Le gouvernement fédéral a annoncé vendredi dernier que les permis des travailleur.euse.s étranger.ère.s temporaires déjà présent.e.s en région pourraient être renouvelés, même si la proportion des travailleur.euse.s embauché.e.s en vertu de ce programme dépasse le maximum de 15 % (qui a incidemment été rehaussé de 10 à 15 % vendredi dernier). On peut s’interroger toutefois sur le sort des TET de la région métropolitaine.

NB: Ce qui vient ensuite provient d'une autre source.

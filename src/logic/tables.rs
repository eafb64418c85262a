//! Static reference tables for the irrigation engine.
//!
//! Every lookup takes an already-resolved `Option` key and applies the
//! documented default on a miss: loam for soil, wheat for crop, a flat
//! 5 mm/day for stage.

use crate::models::{Crop, CropStage, IrrigationMethod, SoilProfile, SoilType};

pub const CLAY: SoilProfile = SoilProfile {
    field_capacity: 45.0,
    wilting_point: 25.0,
    optimal_min: 35.0,
    optimal_max: 42.0,
    saturation: 80.0,
};

pub const LOAM: SoilProfile = SoilProfile {
    field_capacity: 35.0,
    wilting_point: 18.0,
    optimal_min: 25.0,
    optimal_max: 32.0,
    saturation: 75.0,
};

pub const SANDY: SoilProfile = SoilProfile {
    field_capacity: 25.0,
    wilting_point: 10.0,
    optimal_min: 15.0,
    optimal_max: 22.0,
    saturation: 65.0,
};

/// Daily need used when the stage is not in a crop's curve.
pub const DEFAULT_DAILY_WATER_MM: f64 = 5.0;

/// Days between irrigations when the soil is unknown.
pub const DEFAULT_FREQUENCY_DAYS: u32 = 3;

/// Daily crop water need (mm/day) by stage.
#[derive(Debug, Clone, Copy, PartialEq)]
pub struct CropWaterProfile {
    pub germination: f64,
    pub vegetative: f64,
    pub flowering: f64,
    pub harvest: f64,
}

impl CropWaterProfile {
    const fn new(germination: f64, vegetative: f64, flowering: f64, harvest: f64) -> Self {
        Self {
            germination,
            vegetative,
            flowering,
            harvest,
        }
    }

    /// `None` for stages the curve has no entry for.
    pub fn for_stage(&self, stage: CropStage) -> Option<f64> {
        match stage {
            CropStage::Germination => Some(self.germination),
            CropStage::Vegetative => Some(self.vegetative),
            CropStage::Flowering => Some(self.flowering),
            CropStage::Harvest => Some(self.harvest),
            CropStage::Fruiting => None,
        }
    }
}

pub fn soil_profile(soil: Option<SoilType>) -> SoilProfile {
    match soil {
        Some(SoilType::Clay) => CLAY,
        Some(SoilType::Sandy) => SANDY,
        _ => LOAM,
    }
}

pub fn crop_water_profile(crop: Option<Crop>) -> CropWaterProfile {
    match crop.unwrap_or(Crop::Wheat) {
        Crop::Rice => CropWaterProfile::new(5.0, 7.0, 9.0, 3.0),
        Crop::Wheat => CropWaterProfile::new(3.0, 5.0, 6.0, 2.0),
        Crop::Cotton => CropWaterProfile::new(4.0, 6.0, 8.0, 3.0),
        Crop::Maize => CropWaterProfile::new(3.5, 5.5, 7.0, 2.5),
        Crop::Sugarcane => CropWaterProfile::new(6.0, 8.0, 10.0, 4.0),
        Crop::Soybean => CropWaterProfile::new(3.0, 5.0, 6.5, 2.0),
        Crop::Potato => CropWaterProfile::new(3.0, 4.5, 5.5, 2.0),
        Crop::Tomato => CropWaterProfile::new(3.5, 5.0, 6.0, 2.5),
        Crop::Onion => CropWaterProfile::new(3.0, 4.5, 5.0, 2.0),
        Crop::Groundnut => CropWaterProfile::new(3.5, 5.0, 6.5, 2.5),
    }
}

pub fn daily_water_need_mm(crop: Option<Crop>, stage: Option<CropStage>) -> f64 {
    stage
        .and_then(|s| crop_water_profile(crop).for_stage(s))
        .unwrap_or(DEFAULT_DAILY_WATER_MM)
}

pub fn irrigation_frequency_days(soil: Option<SoilType>) -> u32 {
    match soil {
        Some(SoilType::Sandy) => 2,
        Some(SoilType::Loam) => 3,
        Some(SoilType::Clay) => 5,
        _ => DEFAULT_FREQUENCY_DAYS,
    }
}

pub fn irrigation_method(crop: Option<Crop>) -> IrrigationMethod {
    match crop {
        Some(Crop::Rice) => IrrigationMethod::Flood,
        Some(Crop::Sugarcane) => IrrigationMethod::Furrow,
        _ => IrrigationMethod::Drip,
    }
}

#[cfg(test)]
mod tests {
    use super::*;

    #[test]
    fn soil_profiles_are_ordered() {
        for profile in [CLAY, LOAM, SANDY] {
            assert!(profile.wilting_point < profile.optimal_min);
            assert!(profile.optimal_min < profile.optimal_max);
            assert!(profile.optimal_max < profile.saturation);
        }
    }

    #[test]
    fn unknown_soil_defaults_to_loam() {
        assert_eq!(soil_profile(None), LOAM);
        assert_eq!(soil_profile(Some(SoilType::Peaty)), LOAM);
        assert_eq!(soil_profile(Some(SoilType::Clay)), CLAY);
    }

    #[test]
    fn unknown_crop_uses_wheat_curve() {
        assert_eq!(crop_water_profile(None), crop_water_profile(Some(Crop::Wheat)));
        assert_eq!(daily_water_need_mm(None, Some(CropStage::Flowering)), 6.0);
    }

    #[test]
    fn unknown_stage_uses_flat_default() {
        assert_eq!(daily_water_need_mm(Some(Crop::Rice), None), 5.0);
        assert_eq!(
            daily_water_need_mm(Some(Crop::Sugarcane), Some(CropStage::Fruiting)),
            DEFAULT_DAILY_WATER_MM
        );
        assert_eq!(daily_water_need_mm(Some(Crop::Rice), Some(CropStage::Vegetative)), 7.0);
    }

    #[test]
    fn every_crop_peaks_at_flowering() {
        for crop in Crop::ALL {
            let curve = crop_water_profile(Some(crop));
            assert!(curve.flowering >= curve.vegetative, "{}", crop);
            assert!(curve.vegetative > curve.harvest, "{}", crop);
        }
    }

    #[test]
    fn frequency_ordering() {
        let sandy = irrigation_frequency_days(Some(SoilType::Sandy));
        let loam = irrigation_frequency_days(Some(SoilType::Loam));
        let clay = irrigation_frequency_days(Some(SoilType::Clay));
        assert!(sandy < loam && loam < clay);
        assert_eq!(irrigation_frequency_days(None), 3);
    }

    #[test]
    fn methods_by_crop() {
        assert_eq!(irrigation_method(Some(Crop::Rice)), IrrigationMethod::Flood);
        assert_eq!(irrigation_method(Some(Crop::Sugarcane)), IrrigationMethod::Furrow);
        assert_eq!(irrigation_method(Some(Crop::Wheat)), IrrigationMethod::Drip);
        assert_eq!(irrigation_method(None), IrrigationMethod::Drip);
    }
}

« Ce sursis donne de l’air pour régler la situation. Le délai doit être mis à profit de toute urgence par Québec pour accepter de façon permanente les travailleur.euse.s étranger.ère.s temporaires qui souhaitent immigrer et les entreprises doivent les soutenir dans cette démarche, y compris en facilitant l’apprentissage du français », ajoute Nicolas Lapierre.

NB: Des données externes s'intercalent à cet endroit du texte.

use crate::models::CropStage;

/// Baseline temperature for the evapotranspiration adjustment (°C)
pub const BASELINE_TEMP_C: f64 = 25.0;

/// Fractional change in water need per degree away from baseline
pub const TEMP_SENSITIVITY_PER_C: f64 = 0.02;

pub const MIN_TEMP_FACTOR: f64 = 0.7;
pub const MAX_TEMP_FACTOR: f64 = 1.3;

pub const FLOWERING_BONUS: f64 = 1.15;

/// Share of the computed water need still applied given a rain probability.
///
/// Bands are inclusive on their lower bound:
/// - >= 80%: 0.0
/// - 65-80%: 0.2
/// - 40-65%: 0.5
/// - 20-40%: 0.8
/// - below 20%: 1.0
pub fn rainfall_factor(probability_pct: f64) -> f64 {
    if probability_pct >= 80.0 {
        0.0
    } else if probability_pct >= 65.0 {
        0.2
    } else if probability_pct >= 40.0 {
        0.5
    } else if probability_pct >= 20.0 {
        0.8
    } else {
        1.0
    }
}

/// Linear ±2% per degree around 25°C, clamped to [0.7, 1.3].
pub fn temperature_factor(temperature_c: f64) -> f64 {
    let factor = 1.0 + (temperature_c - BASELINE_TEMP_C) * TEMP_SENSITIVITY_PER_C;
    factor.clamp(MIN_TEMP_FACTOR, MAX_TEMP_FACTOR)
}

pub fn stage_factor(stage: Option<CropStage>) -> f64 {
    match stage {
        Some(CropStage::Flowering) => FLOWERING_BONUS,
        _ => 1.0,
    }
}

Les Métallos s’inquiètent par ailleurs du peu d’empressement du gouvernement à sélectionner les travailleur.euse.s étranger.ère.s temporaires du secteur manufacturier dans le cadre du Programme de sélection des travailleurs qualifiés (PSTQ). En effet, les invitations arrivent au compte-gouttes, et déjà Québec a signifié son intention de privilégier les travailleur.euse.s du secteur public, comme ceux et celles des réseaux de l’éducation, de la santé et des services de garde.
« Les usines et les entreprises du secteur manufacturier sont essentielles à l’économie du Québec et tout particulièrement de nos régions. Ça suffit de les ignorer dans les politiques d’immigration et de considérer leurs travailleur.euse.s comme une main-d’œuvre jetable. Le PSTQ doit profiter du délai pour multiplier les invitations à immigrer de façon permanente à ces travailleur.euse.s essentiel.le.s pour l’avenir de l’économie », souligne Nicolas Lapierre.
Rappelons que le Rapporteur spécial de l’ONU Tomoya Obokata a comparé en 2024 le Programme des travailleurs étrangers temporaires et ses permis fermés à une « forme moderne d’esclavage ».